Russia and Ukraine exchange accusations of attacks on nuclear power plants
KYIV, Ukraine (AP) — Russia and Ukraine are trading accusations that each side is bombing Europe’s largest nuclear power plant in southern Ukraine. Russia claimed that Ukrainian shelling caused a power surge and fire and forced staff to cut output from two reactors. Ukraine has blamed Russian troops for storing weapons there and carrying out the attacks. Nuclear experts have warned that fighting around the Zaporizhzhia nuclear power station is fraught with danger. Ukrainians are asking the United Nations to send a delegation to the nuclear plant to ensure its safety. On the front lines, fighting continued as the United States pledged another $1 billion in new military aid to Ukraine. Ukraine said the Russians had bombed seven regions in the past day, killing five people.
Japanese tech giant SoftBank reports quarterly loss of $23 billion
TOKYO (AP) — Japanese technology company SoftBank Group posted a loss of $23 billion in the April-June quarter as the value of its investments sank amid global worries about inflation and interest rates. SoftBank Group’s loss of 3.16 trillion yen was a change from its profit of 762 billion yen in the same quarter a year ago. The company said Monday that quarterly sales rose 6%. Although Softbank’s portfolio is not directly exposed to the war in Ukraine, the company warned that global uncertainty, as well as inflation and rising energy costs hurt profitability. Currency losses have also affected its earnings. Chief Executive Masayoshi Son apologized and admitted that “things are really bad”.

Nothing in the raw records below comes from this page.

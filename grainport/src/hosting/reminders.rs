//! Reminder service of the embedded host.
//!
//! Reminders are keyed by actor path and name, not by activation: they keep
//! firing after the activation that registered them is gone, and a tick
//! re-activates the actor through the host.

use std::cell::RefCell;
use std::collections::HashMap;
use std::time::Duration;

use tokio::task::AbortHandle;
use tokio::time::Instant;

use crate::actor::ActorPath;
use crate::endpoint::{ReminderHandle, TickStatus};
use crate::error::RuntimeError;
use crate::system::WeakActorSystem;

struct ReminderEntry {
    handle: ReminderHandle,
    ticker: AbortHandle,
}

/// In-memory reminder table with one ticker task per reminder.
///
/// Tickers are spawned with [`tokio::task::spawn_local`]; registration must
/// happen inside a `LocalSet`.
pub struct ReminderService {
    system: WeakActorSystem,
    entries: RefCell<HashMap<(ActorPath, String), ReminderEntry>>,
}

impl ReminderService {
    pub(crate) fn new(system: WeakActorSystem) -> Self {
        Self {
            system,
            entries: RefCell::new(HashMap::new()),
        }
    }

    /// Register a reminder for `path`, replacing one with the same name.
    pub fn register(
        &self,
        path: &ActorPath,
        name: &str,
        due: Duration,
        period: Duration,
    ) -> Result<ReminderHandle, RuntimeError> {
        if period.is_zero() {
            return Err(RuntimeError::InvalidReminderPeriod {
                name: name.to_string(),
                period,
            });
        }

        let handle = ReminderHandle::new(name, due, period);
        let ticker = self.spawn_ticker(path.clone(), name.to_string(), due, period);

        let previous = self.entries.borrow_mut().insert(
            (path.clone(), name.to_string()),
            ReminderEntry {
                handle: handle.clone(),
                ticker,
            },
        );
        if let Some(previous) = previous {
            previous.ticker.abort();
            tracing::debug!("Reminder {} of {} updated", name, path);
        } else {
            tracing::debug!("Reminder {} of {} registered", name, path);
        }

        Ok(handle)
    }

    fn spawn_ticker(
        &self,
        path: ActorPath,
        name: String,
        due: Duration,
        period: Duration,
    ) -> AbortHandle {
        let system = self.system.clone();
        tokio::task::spawn_local(async move {
            tokio::time::sleep(due).await;
            let first_tick = Instant::now();
            loop {
                let status = TickStatus {
                    first_tick,
                    period,
                    current_tick: Instant::now(),
                };

                // Each tick is its own task so unregistering from inside the
                // reminder handler never cancels the handler itself.
                let system = system.clone();
                let path = path.clone();
                let name = name.clone();
                tokio::task::spawn_local(async move {
                    let Some(system) = system.upgrade() else {
                        return;
                    };
                    if let Err(e) = system.host().deliver_reminder(&path, &name, status).await {
                        tracing::warn!("Reminder {} for {} failed: {}", name, path, e);
                    }
                });

                tokio::time::sleep(period).await;
            }
        })
        .abort_handle()
    }

    /// Look up a reminder.
    pub fn get(&self, path: &ActorPath, name: &str) -> Option<ReminderHandle> {
        self.entries
            .borrow()
            .get(&(path.clone(), name.to_string()))
            .map(|entry| entry.handle.clone())
    }

    /// All reminders of `path`, ordered by name.
    pub fn list(&self, path: &ActorPath) -> Vec<ReminderHandle> {
        let mut handles: Vec<_> = self
            .entries
            .borrow()
            .iter()
            .filter(|((owner, _), _)| owner == path)
            .map(|(_, entry)| entry.handle.clone())
            .collect();
        handles.sort_by(|a, b| a.name().cmp(b.name()));
        handles
    }

    /// Remove a reminder and stop its ticker.
    pub fn unregister(&self, path: &ActorPath, name: &str) -> Result<(), RuntimeError> {
        let entry = self
            .entries
            .borrow_mut()
            .remove(&(path.clone(), name.to_string()))
            .ok_or_else(|| RuntimeError::ReminderNotFound(name.to_string()))?;
        entry.ticker.abort();
        tracing::debug!("Reminder {} of {} unregistered", name, path);
        Ok(())
    }

    /// Number of registered reminders.
    pub fn len(&self) -> usize {
        self.entries.borrow().len()
    }

    /// Whether no reminder is registered.
    pub fn is_empty(&self) -> bool {
        self.entries.borrow().is_empty()
    }

    /// Stop and forget every reminder.
    pub fn clear(&self) {
        for (_, entry) in self.entries.borrow_mut().drain() {
            entry.ticker.abort();
        }
    }
}

#[cfg(test)]
mod tests {
    use super::*;
    use crate::declaration::ActorTypeCode;

    fn run_local_test<F: std::future::Future<Output = ()> + 'static>(f: F) {
        let rt = tokio::runtime::Builder::new_current_thread()
            .enable_all()
            .start_paused(true)
            .build()
            .expect("build runtime");
        tokio::task::LocalSet::new().block_on(&rt, f);
    }

    fn path(id: &str) -> ActorPath {
        ActorPath::new(ActorTypeCode::from("Foo.A"), id)
    }

    #[test]
    fn test_register_get_list_unregister() {
        run_local_test(async {
            let service = ReminderService::new(WeakActorSystem::default());
            let a = path("a");

            service
                .register(&a, "b", Duration::ZERO, Duration::from_secs(1))
                .expect("register b");
            service
                .register(&a, "a", Duration::ZERO, Duration::from_secs(1))
                .expect("register a");
            service
                .register(&path("other"), "a", Duration::ZERO, Duration::from_secs(1))
                .expect("register other");

            let names: Vec<_> = service.list(&a).iter().map(|h| h.name().to_string()).collect();
            assert_eq!(names, vec!["a", "b"]);
            assert_eq!(service.len(), 3);

            service.unregister(&a, "a").expect("unregister");
            assert!(service.get(&a, "a").is_none());
            assert_eq!(
                service.unregister(&a, "a"),
                Err(RuntimeError::ReminderNotFound("a".into()))
            );

            service.clear();
            assert!(service.is_empty());
        });
    }

    #[test]
    fn test_update_replaces_period() {
        run_local_test(async {
            let service = ReminderService::new(WeakActorSystem::default());
            let a = path("a");

            service
                .register(&a, "tick", Duration::ZERO, Duration::from_secs(1))
                .expect("register");
            service
                .register(&a, "tick", Duration::ZERO, Duration::from_secs(5))
                .expect("update");

            assert_eq!(service.len(), 1);
            assert_eq!(
                service.get(&a, "tick").map(|h| h.period()),
                Some(Duration::from_secs(5))
            );
        });
    }

    #[test]
    fn test_zero_period_rejected() {
        run_local_test(async {
            let service = ReminderService::new(WeakActorSystem::default());
            let err = service
                .register(&path("a"), "tick", Duration::ZERO, Duration::ZERO)
                .unwrap_err();
            assert!(matches!(err, RuntimeError::InvalidReminderPeriod { .. }));
            assert!(service.is_empty());
        });
    }
}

BioNTech reports strong first half, expects demand to pick up
BERLIN (AP) — BioNTech, which teamed up with Pfizer to develop a powerful COVID-19 vaccine, has reported higher revenue and net profit in the first half of the year. The German pharmaceutical company said on Monday it expects demand to increase as it releases updated vaccines to target the new omicron strains. BioNTech said the dynamic nature of the pandemic has led to changes in orders and revenue, but that it expects a strong end to the year. It said it plans to release revamped vaccines tailored to the latest omicron variants as early as October 2022, which could lead to a fall booster campaign.